The agreement with radiologists’ diagnoses is a critical measurement of the effectiveness of AI models in clinical applications. In this study, GPT-4.0 exhibited the highest agreement with radiologist diagnoses among the minimal prompted LLMs, achieving an AC1 value of 0.82, which indicated strong agreement and was consistent with its high ACC rate. The introduction of informative prompts further improved this agreement. Both GPT-4.0 + informative prompt and GPT-3.5 + informative prompt reached an AC1 value of 0.93, reflecting excellent agreement with radiologist diagnoses and aligning with the findings reported by Gertz et al. (34). Reproducibility is another essential criterion in evaluating the reliability of AI diagnostics. Our study demonstrated that all LLMs, including both minimal prompted and informative prompted models, showed strong reproducibility, with κ values exceeding 0.80. This suggested that LLMs could offer stable and reliable diagnostic capabilities (8), potentially reducing variability due to human interpretation and improving the overall reliability and efficiency of diagnostic workflows. These findings further underscore their potential utility in clinical practice.
Limitations
While the results of this study are encouraging, several challenges remain for the practical implementation of LLMs in clinical settings. First, considering methodological rationale and drawing an analogy to radiologist training—“mastering typical cases before tackling complex ones”, this single-center study only validated the diagnostic performance of LLMs for three common cardiac diseases. Future research should focus on expanding with a wide range of disease datasets to encompass a wider range of cardiac conditions and complex clinical scenarios involving comorbidities, while also accounting for the variability in CMR reports across different institutions. Moreover, we planned to integrate LLMs with multimodal data, including imaging analysis and clinical information, to explore their broader potential in intelligent radiological diagnostics.
Conclusions
LLMs demonstrated promising performance in the preliminary automatic classification and diagnosis of CMR reports for MI, DCM, and HCM, particularly when guided by designed prompts. Their notable agreement with radiologists’ diagnoses suggests potential as supportive tools in intelligent imaging diagnostics. While further validation across broader and more diverse datasets is needed, these models may eventually assist clinical decision-making and contribute to improving the diagnosis workflow and management of cardiovascular diseases.
Acknowledgments
Professor Liping He kindly provided statistical advice for this manuscript.

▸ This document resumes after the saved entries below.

impl BroadcastGate {
    pub fn new(
        locks: Arc<dyn LockManager>,
        ledger: Arc<dyn ReservationLedger>,
        executor: Arc<dyn BroadcastExecutor>,
        schedule: WindowSchedule,
    ) -> Self {
        Self {
            locks,
            ledger,
            executor,
            notifier: Arc::new(LogNotifier),
            schedule,
            lock_timeout: DEFAULT_LOCK_TIMEOUT,
            executor_timeout: DEFAULT_EXECUTOR_TIMEOUT,
            notify_timeout: DEFAULT_NOTIFY_TIMEOUT,
        }
    }

    pub fn with_notifier(mut self, notifier: Arc<dyn Notifier>) -> Self {
        self.notifier = notifier;
        self
    }

    pub fn with_lock_timeout(mut self, timeout: Duration) -> Self {
        self.lock_timeout = timeout;
        self
    }

    pub fn with_executor_timeout(mut self, timeout: Duration) -> Self {
        self.executor_timeout = timeout;
        self
    }

    pub fn with_notify_timeout(mut self, timeout: Duration) -> Self {
        self.notify_timeout = timeout;
        self
    }

    pub fn schedule(&self) -> &WindowSchedule {
        &self.schedule
    }

    pub fn ledger(&self) -> &Arc<dyn ReservationLedger> {
        &self.ledger
    }

    pub fn locks(&self) -> &Arc<dyn LockManager> {
        &self.locks
    }

    pub fn executor_name(&self) -> &str {
        self.executor.name()
    }

    /// Run a scheduled tick now
    pub async fn tick(&self, source: TriggerSource, topic: Option<String>) -> TickOutcome {
        self.tick_at(Utc::now(), source, topic).await
    }

    /// Run a scheduled tick as if the clock read `now`
    pub async fn tick_at(
        &self,
        now: DateTime<Utc>,
        source: TriggerSource,
        topic: Option<String>,
    ) -> TickOutcome {
        let outcome = match self.schedule.classify(now) {
            WindowState::Dormant => {
                tracing::debug!(
                    local_time = %self.schedule.local(now).format("%H:%M"),
                    "Outside broadcast windows"
                );
                TickOutcome::OutsideWindow {
                    next_window: self.schedule.next_window(now),
                }
            }
            WindowState::Active {
                window,
                broadcast_type,
            } => {
                let slot = BroadcastSlot::daily(broadcast_type, self.schedule.local_date(now));
                tracing::info!(window = %window, slot = %slot, source = source.as_str(), "Broadcast window active");
                self.run_slot(slot, source, topic).await
            }
        };

        metrics::record_tick(source.as_str(), outcome.label());
        outcome
    }

    /// Manual override, keyed by `identity` or the current local hour
    ///
    /// Ignores the window schedule but still passes both gates, so two
    /// manual triggers with the same identity send at most once.
    pub async fn manual_at(
        &self,
        now: DateTime<Utc>,
        identity: Option<String>,
        topic: Option<String>,
        source: TriggerSource,
    ) -> TickOutcome {
        let identity = identity
            .filter(|id| !id.trim().is_empty())
            .unwrap_or_else(|| self.schedule.local(now).format("%Y-%m-%dT%H").to_string());
        let slot = BroadcastSlot::manual(self.schedule.local_date(now), identity);

        let outcome = self.run_slot(slot, source, topic).await;
        metrics::record_tick(source.as_str(), outcome.label());
        outcome
    }

    /// Classification only; never locks, reserves or executes
    pub fn preview_at(&self, now: DateTime<Utc>, auto_schedule: bool) -> TickOutcome {
        let state = self.schedule.classify(now);
        let slot = if auto_schedule {
            state
                .broadcast_type()
                .map(|t| BroadcastSlot::daily(t, self.schedule.local_date(now)))
        } else {
            Some(BroadcastSlot::manual(
                self.schedule.local_date(now),
                self.schedule.local(now).format("%Y-%m-%dT%H").to_string(),
            ))
        };

        tracing::info!(window = state.label(), "Test mode - no real broadcast sent");
        TickOutcome::TestMode {
            slot,
            window: state.label().to_string(),
        }
    }

    /// Read-only status: classification plus today's reservation per type
    pub async fn status_at(&self, now: DateTime<Utc>) -> GateStatus {
        let date = self.schedule.local_date(now);

        let reservations = match self.ledger.list_for_date(date).await {
            Ok(records) => BroadcastType::scheduled()
                .into_iter()
                .map(|t| {
                    let slot = BroadcastSlot::daily(t, date);
                    (t, Some(records.iter().any(|r| r.slot == slot)))
                })
                .collect(),
            Err(e) => {
                tracing::warn!(error = %e, "Could not read reservations for status");
                BroadcastType::scheduled()
                    .into_iter()
                    .map(|t| (t, None))
                    .collect()
            }
        };

        GateStatus {
            window: self.schedule.classify(now),
            local_time: self.schedule.local(now),
            next_window: self.schedule.next_window(now),
            reservations,
        }
    }

    async fn run_slot(
        &self,
        slot: BroadcastSlot,
        source: TriggerSource,
        topic: Option<String>,
    ) -> TickOutcome {
        let resource_key = slot.lock_key();
        let mut handle = self.locks.acquire(&resource_key, self.lock_timeout).await;
        metrics::record_lock_acquisition(handle.outcome().as_str());

        match handle.outcome().clone() {
            AcquireOutcome::Acquired => {}
            AcquireOutcome::AlreadyHeld => {
                tracing::info!(slot = %slot, "Lock held elsewhere, skipping");
                return TickOutcome::InProgress { slot };
            }
            AcquireOutcome::BackendError(reason) => {
                Error::LockBackend(reason.clone()).report("lock_acquire");
                tracing::warn!(slot = %slot, "Lock not acquired, skipping");
                self.emit(CoordinationEvent::BackendUnavailable {
                    resource_key,
                    reason: reason.clone(),
                    at: Utc::now(),
                })
                .await;
                return TickOutcome::BackendUnavailable { slot, reason };
            }
        }

        let type_label = slot.broadcast_type.as_str();
        let reservation_id = match self.ledger.reserve(&slot, source.as_str()).await {
            Ok(Some(id)) => {
                metrics::record_reservation(type_label, "won");
                id
            }
            Ok(None) => {
                metrics::record_reservation(type_label, "lost");
                handle.release().await;
                tracing::info!(slot = %slot, "Slot already reserved");
                return TickOutcome::AlreadySent { slot };
            }
            Err(e) => {
                metrics::record_reservation(type_label, "error");
                handle.release().await;
                let reason = e.to_string();
                Error::from(e).report("reserve");
                tracing::warn!(slot = %slot, "Reservation failed, nothing sent");
                self.emit(CoordinationEvent::BackendUnavailable {
                    resource_key,
                    reason: reason.clone(),
                    at: Utc::now(),
                })
                .await;
                return TickOutcome::BackendUnavailable { slot, reason };
            }
        };

        if let Err(e) = self.ledger.mark_sending(reservation_id).await {
            Error::from(e).report("mark_sending");
        }
        handle.release().await;

        tracing::info!(slot = %slot, reservation_id = %reservation_id, executor = self.executor.name(), "Slot reserved, executing broadcast");
        self.emit(CoordinationEvent::BroadcastStarted {
            slot: slot.clone(),
            reservation_id,
            at: Utc::now(),
        })
        .await;

        let request = BroadcastRequest::for_slot(&slot, topic);
        let result = {
            let _timer = metrics::start_executor_timer(type_label);
            tokio::time::timeout(self.executor_timeout, self.executor.execute(&request)).await
        };

        let result = match result {
            Ok(inner) => inner,
            Err(_) => Err(ExecutorError::Timeout(self.executor_timeout)),
        }
        .map_err(|e| {
            let error = e.to_string();
            Error::from(e).report("execute");
            error
        });

        match result {
            Ok(report) => {
                metrics::record_deliveries(type_label, report.success_count, report.failed_count);
                let completion = Completion::delivered(report.success_count, report.failed_count)
                    .with_topic(report.topic.clone().or_else(|| request.topic.clone()));
                self.record_completion(reservation_id, &completion).await;

                tracing::info!(
                    slot = %slot,
                    sent = report.success_count,
                    failed = report.failed_count,
                    "Broadcast completed"
                );
                self.emit(CoordinationEvent::BroadcastCompleted {
                    slot: slot.clone(),
                    reservation_id,
                    report: report.clone(),
                    at: Utc::now(),
                })
                .await;

                TickOutcome::Executed {
                    slot,
                    reservation_id,
                    report,
                }
            }
            Err(error) => {
                let completion = Completion::failed(error.clone()).with_topic(request.topic.clone());
                self.record_completion(reservation_id, &completion).await;

                tracing::error!(slot = %slot, error = %error, "Broadcast executor failed; slot stays claimed");
                self.emit(CoordinationEvent::BroadcastFailed {
                    slot: slot.clone(),
                    reservation_id,
                    error: error.clone(),
                    at: Utc::now(),
                })
                .await;

                TickOutcome::ExecutorFailed {
                    slot,
                    reservation_id,
                    error,
                }
            }
        }
    }

    async fn record_completion(&self, id: ReservationId, completion: &Completion) {
        if let Err(e) = self.ledger.mark_completed(id, completion).await {
            tracing::warn!(reservation_id = %id, "Could not record completion");
            Error::from(e).report("mark_completed");
        }
    }

    /// Notify, bounded by `notify_timeout`; failures never reach the caller
    async fn emit(&self, event: CoordinationEvent) {
        match tokio::time::timeout(self.notify_timeout, self.notifier.notify(&event)).await {
            Ok(Ok(())) => {}
            Ok(Err(e)) => {
                tracing::warn!(notifier = self.notifier.name(), event = event.kind(), "Notifier failed");
                Error::from(e).report("notify");
            }
            Err(_) => {
                tracing::warn!(
                    notifier = self.notifier.name(),
                    event = event.kind(),
                    timeout = ?self.notify_timeout,
                    "Notifier timed out, continuing"
                );
            }
        }
    }
}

We would like to thank Dr. Howard Chan Tsai Hor for his help in polishing our paper.
Footnote
Reporting Checklist: The authors have completed the STARD reporting checklist. Available at https://cdt.amegroups.com/article/view/10.21037/cdt-2025-112/rc
Data Sharing Statement: Available at https://cdt.amegroups.com/article/view/10.21037/cdt-2025-112/dss
Peer Review File: Available at https://cdt.amegroups.com/article/view/10.21037/cdt-2025-112/prf
Funding: This study was supported by
Conflicts of Interest: All authors have completed the ICMJE uniform disclosure form (available at https://cdt.amegroups.com/article/view/10.21037/cdt-2025-112/coif). The authors have no conflicts of interest to declare.

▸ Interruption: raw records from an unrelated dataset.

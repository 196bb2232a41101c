//! Configuration management for dawnbell
//!
//! This module handles loading and validating configuration from environment variables
//! and TOML files. Every section has serde defaults, so a file only needs the keys it
//! changes.

use anyhow::{Context, Result};
use serde::{Deserialize, Serialize};
use std::path::Path;
use std::time::Duration;

use crate::coordinator::ServerConfig;
use crate::executor::ExecutorConfig;
use crate::ratelimit::RateLimitConfig;
use crate::scheduler::window::{default_windows, offset_from_minutes, validate_windows};
use crate::scheduler::{BroadcastWindow, WindowSchedule, DEFAULT_UTC_OFFSET_MINUTES};
use crate::storage::DatabaseConfig;

/// Main configuration structure
#[derive(Debug, Clone, Default, Serialize, Deserialize)]
#[serde(default)]
pub struct Config {
    /// HTTP server configuration
    pub server: ServerConfig,

    /// Coordination store configuration
    pub database: DatabaseConfig,

    /// Window schedule and gate timing
    pub schedule: ScheduleConfig,

    /// Trigger endpoint rate limits
    pub rate_limit: RateLimitConfig,

    /// Broadcast executor binding
    pub executor: ExecutorConfig,

    /// Event notifications
    pub notifier: NotifierConfig,

    /// Logging configuration
    pub logging: LoggingConfig,
}

/// Window schedule configuration
#[derive(Debug, Clone, Serialize, Deserialize)]
#[serde(default)]
pub struct ScheduleConfig {
    /// Reference timezone as minutes east of UTC
    pub utc_offset_minutes: i32,

    /// Broadcast windows
    pub windows: Vec<BroadcastWindow>,

    /// Seconds between internal scheduler ticks
    pub check_interval_secs: u64,

    /// Run the in-process scheduler loop alongside the server
    pub enable_internal_scheduler: bool,

    /// Bound on one lock round-trip in seconds
    pub lock_timeout_secs: u64,
}

impl Default for ScheduleConfig {
    fn default() -> Self {
        Self {
            utc_offset_minutes: DEFAULT_UTC_OFFSET_MINUTES,
            windows: default_windows(),
            check_interval_secs: 300,
            enable_internal_scheduler: false,
            lock_timeout_secs: 5,
        }
    }
}

impl ScheduleConfig {
    pub fn check_interval(&self) -> Duration {
        Duration::from_secs(self.check_interval_secs)
    }

    pub fn lock_timeout(&self) -> Duration {
        Duration::from_secs(self.lock_timeout_secs)
    }

    /// Build the validated window schedule
    pub fn window_schedule(&self) -> Result<WindowSchedule> {
        WindowSchedule::new(self.windows.clone(), self.utc_offset_minutes)
            .context("Invalid broadcast schedule")
    }
}

/// Notification configuration
#[derive(Debug, Clone, Serialize, Deserialize)]
#[serde(default)]
pub struct NotifierConfig {
    /// Webhook receiving coordination events; log-only when unset
    pub webhook_url: Option<String>,

    /// Optional bearer token for the webhook
    pub auth_token: Option<String>,

    /// Maximum retry attempts per event
    pub max_retries: u32,

    /// Maximum webhook posts per minute
    pub per_minute: u32,

    /// Upper bound on one notification, retries included, before the gate moves on
    pub timeout_secs: u64,
}

impl Default for NotifierConfig {
    fn default() -> Self {
        Self {
            webhook_url: None,
            auth_token: None,
            max_retries: 3,
            per_minute: 30,
            timeout_secs: 5,
        }
    }
}

impl NotifierConfig {
    pub fn timeout(&self) -> Duration {
        Duration::from_secs(self.timeout_secs)
    }
}

/// Logging configuration
#[derive(Debug, Clone, Serialize, Deserialize)]
#[serde(default)]
pub struct LoggingConfig {
    /// Log level (trace, debug, info, warn, error)
    pub level: String,

    /// Log format (text, json)
    pub format: String,
}

impl Default for LoggingConfig {
    fn default() -> Self {
        Self {
            level: String::from("info"),
            format: String::from("text"),
        }
    }
}

fn env_parse<T: std::str::FromStr>(key: &str) -> Option<T> {
    std::env::var(key).ok().and_then(|v| v.trim().parse::<T>().ok())
}

fn env_string(key: &str) -> Option<String> {
    std::env::var(key).ok().filter(|v| !v.trim().is_empty())
}

impl Config {
    /// Load configuration from environment variables
    pub fn from_env() -> Result<Self> {
        let mut config = Self::default();

        if let Some(bind) = env_string("DAWNBELL_BIND") {
            config.server.bind_address = bind
                .parse()
                .with_context(|| format!("Invalid DAWNBELL_BIND address: {bind}"))?;
        }
        config.server.admin_secret = env_string("DAWNBELL_ADMIN_SECRET");

        config.database.postgres_url =
            env_string("DATABASE_URL").or_else(|| env_string("POSTGRES_URL"));
        if let Some(size) = env_parse::<usize>("DAWNBELL_POOL_SIZE") {
            config.database.pool_size = size;
        }

        if let Some(offset) = env_parse::<i32>("DAWNBELL_UTC_OFFSET_MINUTES") {
            config.schedule.utc_offset_minutes = offset;
        }
        if let Some(enabled) = env_parse::<bool>("DAWNBELL_INTERNAL_SCHEDULER") {
            config.schedule.enable_internal_scheduler = enabled;
        }

        config.executor.url = env_string("DAWNBELL_EXECUTOR_URL");
        config.executor.auth_token = env_string("DAWNBELL_EXECUTOR_TOKEN");
        config.notifier.webhook_url = env_string("DAWNBELL_NOTIFY_WEBHOOK");

        if let Some(level) = env_string("DAWNBELL_LOG_LEVEL") {
            config.logging.level = level;
        }
        if let Some(format) = env_string("DAWNBELL_LOG_FORMAT") {
            config.logging.format = format;
        }

        Ok(config)
    }

    /// Load configuration from a file
    pub fn from_file(path: &Path) -> Result<Self> {
        let content = std::fs::read_to_string(path)
            .with_context(|| format!("Failed to read config file: {}", path.display()))?;

        let config: Self = toml::from_str(&content)
            .with_context(|| format!("Failed to parse TOML config file: {}", path.display()))?;

        Ok(config)
    }

    /// Validate configuration values
    pub fn validate(&self) -> Result<()> {
        self.server
            .validate()
            .map_err(|e| anyhow::anyhow!("server: {e}"))?;

        if self.database.pool_size == 0 {
            anyhow::bail!("pool_size must be greater than 0");
        }

        validate_windows(&self.schedule.windows).context("Invalid broadcast windows")?;
        offset_from_minutes(self.schedule.utc_offset_minutes)
            .context("Invalid reference timezone")?;

        if self.schedule.lock_timeout_secs == 0 {
            anyhow::bail!("lock_timeout_secs must be greater than 0");
        }

        if self.schedule.check_interval_secs == 0 {
            anyhow::bail!("check_interval_secs must be greater than 0");
        }

        self.rate_limit
            .validate()
            .map_err(|e| anyhow::anyhow!("rate_limit: {e}"))?;

        self.executor
            .validate()
            .map_err(|e| anyhow::anyhow!("executor: {e}"))?;

        if self.notifier.timeout_secs == 0 {
            anyhow::bail!("notifier timeout_secs must be greater than 0");
        }
        if let Some(url) = &self.notifier.webhook_url {
            if !url.starts_with("http://") && !url.starts_with("https://") {
                anyhow::bail!("notifier webhook_url must start with http:// or https://");
            }
            if self.notifier.per_minute == 0 {
                anyhow::bail!("notifier per_minute must be greater than 0");
            }
        }

        Ok(())
    }
}

#[cfg(test)]
mod tests {
    use super::*;
    use crate::models::BroadcastType;
    use chrono::NaiveTime;

    #[test]
    fn test_default_config_is_valid() {
        let config = Config::default();
        assert!(config.validate().is_ok());
        assert_eq!(config.schedule.utc_offset_minutes, 180);
        assert_eq!(config.schedule.windows.len(), 2);
    }

    #[test]
    fn test_invalid_pool_size() {
        let mut config = Config::default();
        config.database.pool_size = 0;
        assert!(config.validate().is_err());
    }

    #[test]
    fn test_overlapping_windows_rejected() {
        let mut config = Config::default();
        config.schedule.windows.push(BroadcastWindow::new(
            "brunch",
            NaiveTime::from_hms_opt(11, 0, 0).unwrap(),
            NaiveTime::from_hms_opt(13, 0, 0).unwrap(),
            BroadcastType::Quiz,
        ));
        assert!(config.validate().is_err());
    }

    #[test]
    fn test_offset_out_of_range() {
        let mut config = Config::default();
        config.schedule.utc_offset_minutes = 19 * 60;
        assert!(config.validate().is_err());
    }

    #[test]
    fn test_timeout_conversion() {
        let config = Config::default();
        assert_eq!(config.schedule.lock_timeout(), Duration::from_secs(5));
        assert_eq!(config.schedule.check_interval(), Duration::from_secs(300));
    }
}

Ethical Statement: The authors are accountable for all aspects of the work in ensuring that questions related to the accuracy or integrity of any part of the work are appropriately investigated and resolved. The study was conducted in accordance with the Declaration of Helsinki and its subsequent amendments. The study was approved by the Ethics Committee of The Second Affiliated Hospital of Kunming Medical University (No. YJ2024112) and individual consent for this retrospective analysis was waived.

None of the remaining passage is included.